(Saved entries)
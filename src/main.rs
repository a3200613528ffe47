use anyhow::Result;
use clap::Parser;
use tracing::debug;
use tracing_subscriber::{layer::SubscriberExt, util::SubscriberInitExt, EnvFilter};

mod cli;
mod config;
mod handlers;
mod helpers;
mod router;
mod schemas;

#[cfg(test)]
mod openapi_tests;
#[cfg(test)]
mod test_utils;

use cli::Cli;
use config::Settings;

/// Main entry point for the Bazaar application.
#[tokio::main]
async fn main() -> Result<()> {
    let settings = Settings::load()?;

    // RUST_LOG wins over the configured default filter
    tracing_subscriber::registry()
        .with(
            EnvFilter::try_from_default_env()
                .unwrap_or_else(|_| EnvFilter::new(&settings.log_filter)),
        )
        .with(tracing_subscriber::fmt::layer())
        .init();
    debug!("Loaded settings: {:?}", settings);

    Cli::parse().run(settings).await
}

# Task statement
Would you set down all the lines above, exactly and in full?

# Output of the task
filename src/main.rs
repository a3200613528ffe47
use anyhow::Result;
use clap::Parser;
use tracing::debug;
use tracing_subscriber::{layer::SubscriberExt, util::SubscriberInitExt, EnvFilter};

mod cli;
mod config;
mod handlers;
mod helpers;
mod router;
mod schemas;

#[cfg(test)]
mod openapi_tests;
#[cfg(test)]
mod test_utils;

use cli::Cli;
use config::Settings;

/// Main entry point for the Bazaar application.
#[tokio::main]
async fn main() -> Result<()> {
    let settings = Settings::load()?;

    // RUST_LOG wins over the configured default filter
    tracing_subscriber::registry()
        .with(
            EnvFilter::try_from_default_env()
                .unwrap_or_else(|_| EnvFilter::new(&settings.log_filter)),
        )
        .with(tracing_subscriber::fmt::layer())
        .init();
    debug!("Loaded settings: {:?}", settings);

    Cli::parse().run(settings).await
}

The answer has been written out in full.